Stored data entries
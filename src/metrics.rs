//! Prometheus metrics for the delivery engines.
//!
//! ## Usage
//!
//! Call [`init_metrics`] once at process startup **before** serving
//! requests. The helper functions (`inc_started`, `observe_duration`, …)
//! are no-ops if `init_metrics` was never called, so the server is always
//! safe to run — observability simply degrades gracefully.
//!
//! ## Metrics Exposed
//!
//! | Name | Type | Labels |
//! |------|------|--------|
//! | `storyrelay_generations_total` | Counter | `transport` |
//! | `storyrelay_generations_completed_total` | Counter | `transport` |
//! | `storyrelay_generations_failed_total` | Counter | `transport`, `reason` |
//! | `storyrelay_generation_duration_seconds` | Histogram | `transport` |
//! | `storyrelay_active_tasks` | Gauge | — |

use prometheus::{
    CounterVec, Encoder, HistogramOpts, HistogramVec, IntGauge, Opts, Registry, TextEncoder,
};
use std::sync::OnceLock;
use std::time::Duration;

use crate::StoryError;

/// All Prometheus metrics for the service, bundled together so they can be
/// stored in a single [`OnceLock`] and initialised atomically.
pub struct Metrics {
    /// Prometheus registry that owns all metric descriptors.
    pub registry: Registry,
    /// Generations started, per transport.
    pub generations_total: CounterVec,
    /// Generations completed successfully, per transport.
    pub generations_completed: CounterVec,
    /// Generations failed, per transport and failure reason.
    pub generations_failed: CounterVec,
    /// End-to-end generation latency histogram, per transport.
    pub generation_duration: HistogramVec,
    /// Polling tasks currently tracked by the task store.
    pub active_tasks: IntGauge,
}

static METRICS: OnceLock<Metrics> = OnceLock::new();

// ── Initialisation ─────────────────────────────────────────────────────────

/// Initialise all Prometheus metrics and register them with a private
/// registry.
///
/// Must be called once at process startup before serving requests. Calling
/// it a second time is a no-op (returns `Ok(())`).
///
/// # Errors
///
/// Returns [`StoryError::Other`] if metric construction or registry
/// registration fails (e.g., duplicate descriptor names).
pub fn init_metrics() -> Result<(), StoryError> {
    if METRICS.get().is_some() {
        return Ok(());
    }

    let registry = Registry::new();

    let generations_total = CounterVec::new(
        Opts::new("storyrelay_generations_total", "Generations started"),
        &["transport"],
    )
    .map_err(|e| StoryError::Other(format!("metric construction failed: {e}")))?;

    let generations_completed = CounterVec::new(
        Opts::new(
            "storyrelay_generations_completed_total",
            "Generations completed successfully",
        ),
        &["transport"],
    )
    .map_err(|e| StoryError::Other(format!("metric construction failed: {e}")))?;

    let generations_failed = CounterVec::new(
        Opts::new(
            "storyrelay_generations_failed_total",
            "Generations failed, by reason",
        ),
        &["transport", "reason"],
    )
    .map_err(|e| StoryError::Other(format!("metric construction failed: {e}")))?;

    let generation_duration = HistogramVec::new(
        HistogramOpts::new(
            "storyrelay_generation_duration_seconds",
            "End-to-end generation latency",
        ),
        &["transport"],
    )
    .map_err(|e| StoryError::Other(format!("metric construction failed: {e}")))?;

    let active_tasks = IntGauge::new(
        "storyrelay_active_tasks",
        "Polling tasks currently tracked by the task store",
    )
    .map_err(|e| StoryError::Other(format!("metric construction failed: {e}")))?;

    for collector in [
        Box::new(generations_total.clone()) as Box<dyn prometheus::core::Collector>,
        Box::new(generations_completed.clone()),
        Box::new(generations_failed.clone()),
        Box::new(generation_duration.clone()),
        Box::new(active_tasks.clone()),
    ] {
        registry
            .register(collector)
            .map_err(|e| StoryError::Other(format!("metric registration failed: {e}")))?;
    }

    let _ = METRICS.set(Metrics {
        registry,
        generations_total,
        generations_completed,
        generations_failed,
        generation_duration,
        active_tasks,
    });

    Ok(())
}

// ── Recording helpers (no-ops when uninitialised) ─────────────────────────

/// Record a generation starting on the given transport.
pub fn inc_started(transport: &str) {
    if let Some(m) = METRICS.get() {
        m.generations_total.with_label_values(&[transport]).inc();
    }
}

/// Record a successful generation on the given transport.
pub fn inc_completed(transport: &str) {
    if let Some(m) = METRICS.get() {
        m.generations_completed
            .with_label_values(&[transport])
            .inc();
    }
}

/// Record a failed generation with a coarse reason label.
pub fn inc_failed(transport: &str, reason: &str) {
    if let Some(m) = METRICS.get() {
        m.generations_failed
            .with_label_values(&[transport, reason])
            .inc();
    }
}

/// Record end-to-end generation latency.
pub fn observe_duration(transport: &str, duration: Duration) {
    if let Some(m) = METRICS.get() {
        m.generation_duration
            .with_label_values(&[transport])
            .observe(duration.as_secs_f64());
    }
}

/// Update the tracked-task gauge.
pub fn set_active_tasks(count: usize) {
    if let Some(m) = METRICS.get() {
        m.active_tasks.set(count as i64);
    }
}

/// Render all registered metrics in Prometheus text format.
///
/// Returns an empty string if metrics were never initialised or encoding
/// fails; the `/metrics` endpoint then serves an empty body rather than an
/// error.
pub fn gather_metrics() -> String {
    let Some(m) = METRICS.get() else {
        return String::new();
    };

    let families = m.registry.gather();
    let mut buffer = Vec::new();
    if TextEncoder::new().encode(&families, &mut buffer).is_err() {
        return String::new();
    }
    String::from_utf8(buffer).unwrap_or_default()
}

## What the exercise asks
Across the entries, tally every line that contains the word "fails" and report the sum by itself.

## Answer space
2